Was commissioned to write a history of Putnam Memorial Hospital, now
Southwestern Vermont Medical Center. Was commissioned by the Rutland Herald
to edit a 400-page anthology of the editorials of its publisher, Bob
Mitchell, who had just died. Mitchell was a rare example of a daily
newspaper's owner who also wrote its editorials, and they were amazingly
substantive. That led to a bicentennial history of the Rutland Herald
itself, one of the few non-chain dailies that remains in the hands of one
family. Wrote a book about the Bennington Battle Monument.

My historical interests prevailed, and so in semi-retirement I became
librarian of the Bennington Museum, part-time, which I enjoy a lot, dealing
with lots of people from all over, and digging into historical and
biographical issues and a lot of genealogy. With a crew of volunteers, we
answer e-mails by the hundreds, mostly from descendants of early Vermont
settlers.

I have a couple of unpublished books on the back burner: a biography of
Hiland Hall, a 19th-century Vermont political figure and historian in his
own right (responsible for the Battle Monument and its "massive and lofty"
design); and a history of the high-elevation ghost town of Glastenbury, just
northeast of Bennington.


Comments:
I have just discovered your biography of Hiland Hall, my great-great-great grandfather. I am a descendent of N.B. Hall, who moved to Jackson, Michigan after serving in the Civil War. His daughter, Hattie Hall, was my great-grandmother.
Thank you so much for your work--which my cousin found on line and printed out. I am very eager to read about Hiland Hall's life.
Is your book available in publication or may I make copies for my brother and sister?
Frances Laird
 
Just cited a bit from your biography of Hall on my blog.
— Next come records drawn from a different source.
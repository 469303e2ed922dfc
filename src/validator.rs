//! Response checks: status codes, headers and body matchers.

use serde_json::Value;
use std::collections::HashMap;

/// Name of the matcher used when an API does not pick one.
pub const DEFAULT_MATCHER: &str = "partial";

/// A body comparison strategy, selected by name from an API definition.
pub trait Matcher: Send + Sync {
    fn name(&self) -> &str;

    /// Human-readable mismatches, empty when `actual` satisfies
    /// `expected`.
    fn compare(&self, expected: &Value, actual: &Value) -> Vec<String>;
}

/// Deep equality.
#[derive(Debug, Default)]
pub struct ExactMatcher;

impl Matcher for ExactMatcher {
    fn name(&self) -> &str {
        "exact"
    }

    fn compare(&self, expected: &Value, actual: &Value) -> Vec<String> {
        if expected == actual {
            Vec::new()
        } else {
            vec![format!(
                "response body does not match. expected: {expected}, actual: {actual}"
            )]
        }
    }
}

/// `expected` must be contained in `actual`: maps by key, lists
/// element-wise, scalars by equality.
#[derive(Debug, Default)]
pub struct PartialMatcher;

impl Matcher for PartialMatcher {
    fn name(&self) -> &str {
        "partial"
    }

    fn compare(&self, expected: &Value, actual: &Value) -> Vec<String> {
        let mut errors = Vec::new();
        compare_subset(expected, actual, "", &mut errors);
        errors
    }
}

fn compare_subset(
    expected: &Value,
    actual: &Value,
    path: &str,
    errors: &mut Vec<String>,
) {
    let at = if path.is_empty() { "$" } else { path };
    match (expected, actual) {
        (Value::Object(expected), Value::Object(actual)) => {
            for (key, expected_value) in expected {
                let child = join_path(path, key);
                match actual.get(key) {
                    Some(actual_value) => {
                        compare_subset(expected_value, actual_value, &child, errors)
                    }
                    None => errors
                        .push(format!("field '{child}' is missing from the response")),
                }
            }
        }
        (Value::Array(expected), Value::Array(actual)) => {
            if expected.len() > actual.len() {
                errors.push(format!(
                    "list '{at}' is too short. expected at least {}, actual: {}",
                    expected.len(),
                    actual.len()
                ));
                return;
            }
            for (idx, (expected_item, actual_item)) in
                expected.iter().zip(actual).enumerate()
            {
                let child = join_path(path, &idx.to_string());
                compare_subset(expected_item, actual_item, &child, errors);
            }
        }
        (expected, actual) if expected == actual => {}
        (expected, actual) => errors.push(format!(
            "value at '{at}' does not match. expected: {expected}, actual: {actual}"
        )),
    }
}

fn join_path(path: &str, key: &str) -> String {
    if path.is_empty() {
        key.to_string()
    } else {
        format!("{path}.{key}")
    }
}

/// Check a status code against the accepted list. An empty list
/// accepts any 2xx.
pub fn validate_status(status: u16, expected: &[u16]) -> Option<String> {
    let accepted = if expected.is_empty() {
        (200..300).contains(&status)
    } else {
        expected.contains(&status)
    };
    if accepted {
        None
    } else if expected.is_empty() {
        Some(format!("unexpected status code. expected: 2xx, actual: {status}"))
    } else {
        Some(format!(
            "unexpected status code. expected one of {expected:?}, actual: {status}"
        ))
    }
}

/// Compare expected headers, names case-insensitively.
pub fn validate_headers(
    headers: &HashMap<String, String>,
    expectations: &HashMap<String, String>,
) -> Vec<String> {
    let mut errors = Vec::new();

    for (name, expected) in expectations {
        let actual = headers
            .iter()
            .find(|(key, _)| key.eq_ignore_ascii_case(name))
            .map(|(_, value)| value);
        match actual {
            Some(actual) => {
                if actual != expected {
                    errors.push(format!(
                        "header '{name}' does not match. expected: {expected}, actual: {actual}"
                    ));
                }
            }
            None => {
                errors.push(format!("header '{name}' is missing from the response"));
            }
        }
    }

    errors
}
//! `${...}` variable expansion against a [`ScopedContext`].
//!
//! Supported forms:
//!
//! - `${name}`: nearest binding of `name` (then environment, then
//!   properties)
//! - `${a.b.c}`: dotted navigation through maps and child contexts; a
//!   list in the middle of a path is searched element by element and
//!   the first match wins
//! - `${items[0]}`, `${items[0][1]}`, `${items[0,2]}`: indexing, a
//!   comma-separated group selects a sublist in the written order
//! - `${key${suffix}}`: nested expressions are expanded first and form
//!   the name that is then looked up
//!
//! Resolution never fails. A missing variable becomes an empty string
//! and a malformed index group is ignored.

use regex::Regex;
use serde_json::{Map, Value};
use std::sync::LazyLock;
use tracing::{debug, warn};

use crate::context::{Resolved, ScopedContext};

/// Bound on nested expansion and variable-to-variable alias chains.
const MAX_DEPTH: usize = 32;

/// Resolve every string inside `value` against `ctx`.
pub fn resolve(ctx: &ScopedContext, value: &Value) -> Value {
    resolve_value_at(ctx, value, 0)
}

/// Like [`resolve`]; without a context the input is returned untouched.
pub fn resolve_opt(ctx: Option<&ScopedContext>, value: &Value) -> Value {
    match ctx {
        Some(ctx) => resolve(ctx, value),
        None => value.clone(),
    }
}

/// Resolve a template string. The result is structured when the whole
/// string is a single expression that points at a map or list.
pub fn resolve_str(ctx: &ScopedContext, text: &str) -> Value {
    resolve_string(ctx, text, 0)
}

/// Resolve a template string and render the result as text.
pub fn resolve_to_string(ctx: &ScopedContext, text: &str) -> String {
    stringify(&resolve_str(ctx, text))
}

/// Whether `text` contains at least one complete `${...}` expression.
pub fn contains_expression(text: &str) -> bool {
    !find_expressions(text).is_empty()
}

/// Render a value the way it appears inside surrounding text.
pub fn stringify(value: &Value) -> String {
    match value {
        Value::String(s) => s.clone(),
        other => other.to_string(),
    }
}

fn resolve_value_at(ctx: &ScopedContext, value: &Value, depth: usize) -> Value {
    match value {
        Value::Object(map) => {
            let mut resolved = Map::new();
            for (key, item) in map {
                let key = stringify(&resolve_string(ctx, key, depth));
                resolved.insert(key, resolve_value_at(ctx, item, depth));
            }
            Value::Object(resolved)
        }
        Value::Array(items) => Value::Array(
            items
                .iter()
                .map(|item| resolve_value_at(ctx, item, depth))
                .collect(),
        ),
        Value::String(text) => resolve_string(ctx, text, depth),
        scalar => scalar.clone(),
    }
}

/// Byte range of one `${...}` expression, delimiters included.
#[derive(Debug, Clone, Copy, PartialEq, Eq)]
struct Span {
    start: usize,
    end: usize,
}

/// Locate top-level expressions. An expression runs from `${` to the
/// brace that closes it, so nested `${...}` stay inside one span.
fn find_expressions(text: &str) -> Vec<Span> {
    let bytes = text.as_bytes();
    let mut spans = Vec::new();
    let mut i = 0;

    while i + 1 < bytes.len() {
        if bytes[i] != b'$' || bytes[i + 1] != b'{' {
            i += 1;
            continue;
        }
        let start = i;
        let mut depth = 1;
        let mut j = i + 2;
        while j < bytes.len() && depth > 0 {
            match bytes[j] {
                b'{' => depth += 1,
                b'}' => depth -= 1,
                _ => {}
            }
            j += 1;
        }
        if depth > 0 {
            // unterminated `${` is literal, later expressions still count
            i = start + 2;
            continue;
        }
        spans.push(Span { start, end: j });
        i = j;
    }

    spans
}

fn resolve_string(ctx: &ScopedContext, text: &str, depth: usize) -> Value {
    let spans = find_expressions(text);
    if spans.is_empty() {
        return Value::String(text.to_string());
    }

    if spans.len() == 1 && spans[0].start == 0 && spans[0].end == text.len() {
        let inner = &text[2..text.len() - 1];
        return match resolve_expression(ctx, inner, depth) {
            Some(Value::String(s)) => bracket_literal_to_list(&s)
                .unwrap_or(Value::String(s)),
            Some(value) => value,
            None => Value::String(String::new()),
        };
    }

    let mut out = String::with_capacity(text.len());
    let mut last = 0;
    for span in &spans {
        out.push_str(&text[last..span.start]);
        let inner = &text[span.start + 2..span.end - 1];
        if let Some(value) = resolve_expression(ctx, inner, depth) {
            out.push_str(&stringify(&value));
        }
        last = span.end;
    }
    out.push_str(&text[last..]);

    bracket_literal_to_list(&out).unwrap_or(Value::String(out))
}

/// Resolve the text between `${` and `}`.
fn resolve_expression(
    ctx: &ScopedContext,
    inner: &str,
    depth: usize,
) -> Option<Value> {
    if depth >= MAX_DEPTH {
        warn!(expression = inner, "variable expansion too deep, giving up");
        return None;
    }

    let path = if contains_expression(inner) {
        stringify(&resolve_string(ctx, inner, depth + 1))
    } else {
        inner.to_string()
    };
    let path = path.trim();

    let found = match lookup_path(ctx, path).map(Resolved::into_value) {
        Some(Value::Null) | None => {
            debug!(path, "variable not found");
            return None;
        }
        Some(found) => found,
    };

    match found {
        Value::String(s) if contains_expression(&s) => {
            Some(resolve_string(ctx, &s, depth + 1))
        }
        other => Some(other),
    }
}

/// Navigate a dotted path starting from the bindings visible in `ctx`.
pub fn lookup_path(ctx: &ScopedContext, path: &str) -> Option<Resolved> {
    let (head, rest) = split_path(path);
    let (name, groups) = parse_head(head);
    let found = ctx.resolve_value(name)?;
    let found = apply_indexes(found, &groups)?;
    continue_path(found, rest)
}

fn continue_path(current: Resolved, rest: Option<&str>) -> Option<Resolved> {
    match rest {
        Some(rest) if !rest.is_empty() => descend(current, rest),
        _ => Some(current),
    }
}

fn descend(current: Resolved, path: &str) -> Option<Resolved> {
    let (head, rest) = split_path(path);
    let (name, groups) = parse_head(head);

    let member = match current {
        Resolved::Scope(scope) => scope.get_local(name)?,
        Resolved::Value(Value::Object(mut map)) => {
            Resolved::Value(map.remove(name)?)
        }
        Resolved::Value(Value::Array(items)) => {
            // search, not an indexed lookup
            return items
                .into_iter()
                .find_map(|item| descend(Resolved::Value(item), path));
        }
        Resolved::Value(_) => return None,
    };

    let member = apply_indexes(member, &groups)?;
    continue_path(member, rest)
}

fn split_path(path: &str) -> (&str, Option<&str>) {
    match path.split_once('.') {
        Some((head, rest)) => (head, Some(rest)),
        None => (path, None),
    }
}

/// Split `name[1][2,3]` into the bare name and its index groups. A
/// malformed suffix yields the bare name and no groups.
fn parse_head(head: &str) -> (&str, Vec<Vec<usize>>) {
    static HEAD_RE: LazyLock<Regex> = LazyLock::new(|| {
        Regex::new(r"^([^\[\]]*)((?:\[[^\[\]]*\])+)$")
            .expect("failed to compile index head regex")
    });
    static GROUP_RE: LazyLock<Regex> = LazyLock::new(|| {
        Regex::new(r"\[([^\[\]]*)\]")
            .expect("failed to compile index group regex")
    });

    if !head.contains('[') {
        return (head, Vec::new());
    }

    let Some(caps) = HEAD_RE.captures(head) else {
        let name = head.split('[').next().unwrap_or(head);
        debug!(head, "malformed index expression ignored");
        return (name, Vec::new());
    };
    let name = caps.get(1).map_or("", |m| m.as_str());
    let suffix = caps.get(2).map_or("", |m| m.as_str());

    let mut groups = Vec::new();
    for group in GROUP_RE.captures_iter(suffix) {
        let parsed: Result<Vec<usize>, _> = group[1]
            .split(',')
            .map(|index| index.trim().parse::<usize>())
            .collect();
        match parsed {
            Ok(indexes) => groups.push(indexes),
            Err(_) => {
                debug!(head, "malformed index expression ignored");
                return (name, Vec::new());
            }
        }
    }

    (name, groups)
}

fn apply_indexes(found: Resolved, groups: &[Vec<usize>]) -> Option<Resolved> {
    if groups.is_empty() {
        return Some(found);
    }

    let mut current = found.into_value();
    for group in groups {
        let Value::Array(items) = current else {
            return None;
        };
        current = match group.as_slice() {
            [index] => items.get(*index)?.clone(),
            indexes => Value::Array(
                indexes
                    .iter()
                    .map(|index| items.get(*index).cloned())
                    .collect::<Option<Vec<_>>>()?,
            ),
        };
    }

    Some(Resolved::Value(current))
}

/// Turn a resolved `[a, b, c]` string into a list of trimmed tokens.
///
/// Only applied to strings that went through substitution.
pub fn bracket_literal_to_list(text: &str) -> Option<Value> {
    let trimmed = text.trim();
    let inner = trimmed.strip_prefix('[')?.strip_suffix(']')?;
    if inner.trim().is_empty() {
        return Some(Value::Array(Vec::new()));
    }
    Some(Value::Array(
        inner
            .split(',')
            .map(|token| Value::String(token.trim().to_string()))
            .collect(),
    ))
}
http://realismandpolicy.blogspot.com/2011/05/was-it-about-slavery.html

Getting increasingly interested in Hall and Vermont history -- I should chat with you about HH's papers at some point.

Evidently Mr. Laird and I are distant cousins (5th or 6th?). I find it kind of curious that I seem to agree with "my" -- the McCullough -- side of the family about the Bennington battle monument: I hope you won't hold continued partisanship against me.